• [EXERCISE MATERIAL]
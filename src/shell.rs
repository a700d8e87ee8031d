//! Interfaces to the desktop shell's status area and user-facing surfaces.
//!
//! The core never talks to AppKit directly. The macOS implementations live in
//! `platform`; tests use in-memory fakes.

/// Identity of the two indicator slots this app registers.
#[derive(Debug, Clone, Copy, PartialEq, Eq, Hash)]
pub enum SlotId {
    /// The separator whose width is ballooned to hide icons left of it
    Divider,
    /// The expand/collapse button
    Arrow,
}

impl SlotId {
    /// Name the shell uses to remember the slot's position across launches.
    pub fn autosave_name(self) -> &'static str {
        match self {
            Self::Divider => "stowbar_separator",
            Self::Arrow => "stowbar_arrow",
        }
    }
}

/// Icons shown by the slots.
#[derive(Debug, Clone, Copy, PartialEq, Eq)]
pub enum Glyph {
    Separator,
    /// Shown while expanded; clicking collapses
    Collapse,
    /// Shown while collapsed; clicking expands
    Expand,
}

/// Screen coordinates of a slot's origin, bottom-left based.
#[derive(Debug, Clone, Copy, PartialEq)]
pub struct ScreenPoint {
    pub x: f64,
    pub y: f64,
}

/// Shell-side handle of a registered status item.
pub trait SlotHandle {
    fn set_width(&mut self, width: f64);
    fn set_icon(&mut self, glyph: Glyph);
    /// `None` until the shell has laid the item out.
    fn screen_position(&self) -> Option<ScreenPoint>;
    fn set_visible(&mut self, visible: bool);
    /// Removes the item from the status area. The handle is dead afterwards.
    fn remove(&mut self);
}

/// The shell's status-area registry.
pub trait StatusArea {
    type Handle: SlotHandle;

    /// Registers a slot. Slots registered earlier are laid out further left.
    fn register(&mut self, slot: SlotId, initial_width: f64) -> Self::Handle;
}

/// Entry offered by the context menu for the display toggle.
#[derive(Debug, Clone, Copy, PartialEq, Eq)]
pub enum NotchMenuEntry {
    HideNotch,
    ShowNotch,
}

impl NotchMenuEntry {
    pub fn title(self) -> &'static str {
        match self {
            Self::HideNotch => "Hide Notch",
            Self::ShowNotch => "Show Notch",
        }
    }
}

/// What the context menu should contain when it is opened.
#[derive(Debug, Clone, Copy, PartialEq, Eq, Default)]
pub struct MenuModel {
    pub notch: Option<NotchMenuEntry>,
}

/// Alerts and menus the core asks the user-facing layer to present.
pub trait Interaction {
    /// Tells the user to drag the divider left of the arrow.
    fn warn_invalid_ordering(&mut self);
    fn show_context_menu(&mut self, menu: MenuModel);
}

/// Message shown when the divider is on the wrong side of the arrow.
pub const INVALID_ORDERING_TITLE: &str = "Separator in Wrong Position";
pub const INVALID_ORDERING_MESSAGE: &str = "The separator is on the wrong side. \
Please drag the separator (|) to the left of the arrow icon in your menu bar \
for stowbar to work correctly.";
---
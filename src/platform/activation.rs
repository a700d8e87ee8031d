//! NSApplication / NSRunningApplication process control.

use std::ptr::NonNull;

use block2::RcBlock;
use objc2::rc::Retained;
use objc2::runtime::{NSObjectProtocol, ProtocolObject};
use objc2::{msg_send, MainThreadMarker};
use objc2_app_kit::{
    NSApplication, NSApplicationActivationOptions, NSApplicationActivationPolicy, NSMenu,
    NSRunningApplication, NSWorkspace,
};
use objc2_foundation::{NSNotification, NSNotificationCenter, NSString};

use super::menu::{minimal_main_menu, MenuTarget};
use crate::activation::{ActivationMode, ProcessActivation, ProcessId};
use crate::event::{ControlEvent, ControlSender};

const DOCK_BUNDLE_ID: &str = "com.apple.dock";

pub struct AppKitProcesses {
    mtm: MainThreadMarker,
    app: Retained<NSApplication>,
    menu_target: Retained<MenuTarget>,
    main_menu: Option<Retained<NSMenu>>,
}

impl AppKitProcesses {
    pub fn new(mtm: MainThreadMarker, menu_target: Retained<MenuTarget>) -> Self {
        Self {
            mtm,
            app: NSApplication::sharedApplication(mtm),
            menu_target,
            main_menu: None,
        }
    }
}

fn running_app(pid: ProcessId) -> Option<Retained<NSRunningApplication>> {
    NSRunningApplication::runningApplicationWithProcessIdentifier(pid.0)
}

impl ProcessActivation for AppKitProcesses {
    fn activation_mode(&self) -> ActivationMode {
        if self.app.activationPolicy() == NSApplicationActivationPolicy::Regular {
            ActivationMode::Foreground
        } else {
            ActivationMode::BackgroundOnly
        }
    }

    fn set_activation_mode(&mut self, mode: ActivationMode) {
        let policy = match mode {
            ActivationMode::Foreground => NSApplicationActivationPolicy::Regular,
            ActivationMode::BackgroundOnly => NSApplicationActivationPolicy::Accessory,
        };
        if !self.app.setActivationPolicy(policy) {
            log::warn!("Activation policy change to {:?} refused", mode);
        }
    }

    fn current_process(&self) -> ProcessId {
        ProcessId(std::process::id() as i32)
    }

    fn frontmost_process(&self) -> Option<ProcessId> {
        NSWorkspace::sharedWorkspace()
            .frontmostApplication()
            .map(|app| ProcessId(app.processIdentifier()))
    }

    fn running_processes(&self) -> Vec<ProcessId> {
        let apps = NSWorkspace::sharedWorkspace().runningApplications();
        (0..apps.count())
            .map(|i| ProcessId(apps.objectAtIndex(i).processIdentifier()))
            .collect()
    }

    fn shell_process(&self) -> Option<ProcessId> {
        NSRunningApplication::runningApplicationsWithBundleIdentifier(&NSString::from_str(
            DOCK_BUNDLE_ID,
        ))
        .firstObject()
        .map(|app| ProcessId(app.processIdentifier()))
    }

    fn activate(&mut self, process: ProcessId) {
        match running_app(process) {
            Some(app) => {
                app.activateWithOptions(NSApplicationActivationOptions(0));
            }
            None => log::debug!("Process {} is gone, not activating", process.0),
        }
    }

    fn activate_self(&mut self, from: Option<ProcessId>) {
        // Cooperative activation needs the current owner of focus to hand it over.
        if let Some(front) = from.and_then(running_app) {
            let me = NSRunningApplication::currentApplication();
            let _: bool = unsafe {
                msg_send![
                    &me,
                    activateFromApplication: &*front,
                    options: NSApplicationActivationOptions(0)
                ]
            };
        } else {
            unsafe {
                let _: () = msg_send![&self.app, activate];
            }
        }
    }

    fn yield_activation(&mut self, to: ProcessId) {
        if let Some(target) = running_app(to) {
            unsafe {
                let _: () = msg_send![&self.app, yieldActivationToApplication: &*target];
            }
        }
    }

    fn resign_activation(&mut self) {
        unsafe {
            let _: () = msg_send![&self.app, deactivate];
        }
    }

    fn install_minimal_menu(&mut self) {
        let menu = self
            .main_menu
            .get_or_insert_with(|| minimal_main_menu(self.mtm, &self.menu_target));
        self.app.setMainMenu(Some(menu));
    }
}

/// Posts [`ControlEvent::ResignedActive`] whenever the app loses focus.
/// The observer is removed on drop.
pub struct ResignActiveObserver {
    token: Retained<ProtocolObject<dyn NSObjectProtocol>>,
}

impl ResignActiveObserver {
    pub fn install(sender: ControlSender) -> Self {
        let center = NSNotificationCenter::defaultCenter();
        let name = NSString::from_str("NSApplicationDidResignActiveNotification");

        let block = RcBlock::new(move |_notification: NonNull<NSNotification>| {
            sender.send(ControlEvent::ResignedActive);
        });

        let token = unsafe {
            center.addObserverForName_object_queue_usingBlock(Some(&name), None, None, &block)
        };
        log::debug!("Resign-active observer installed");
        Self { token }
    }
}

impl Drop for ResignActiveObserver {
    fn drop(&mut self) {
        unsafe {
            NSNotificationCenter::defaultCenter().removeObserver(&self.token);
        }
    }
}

• [YOUR OBJECTIVE] Copy out precisely the lines from the line with "filename src/shell.rs" to the line with "pub fn autosave_name(self)" in the material above, including those two lines and omitting all the rest.

• [ANSWER SECTION]
filename src/shell.rs
repository a700d8e87ee8031d
//! Interfaces to the desktop shell's status area and user-facing surfaces.
//!
//! The core never talks to AppKit directly. The macOS implementations live in
//! `platform`; tests use in-memory fakes.

/// Identity of the two indicator slots this app registers.
#[derive(Debug, Clone, Copy, PartialEq, Eq, Hash)]
pub enum SlotId {
    /// The separator whose width is ballooned to hide icons left of it
    Divider,
    /// The expand/collapse button
    Arrow,
}

impl SlotId {
    /// Name the shell uses to remember the slot's position across launches.
    pub fn autosave_name(self) -> &'static str {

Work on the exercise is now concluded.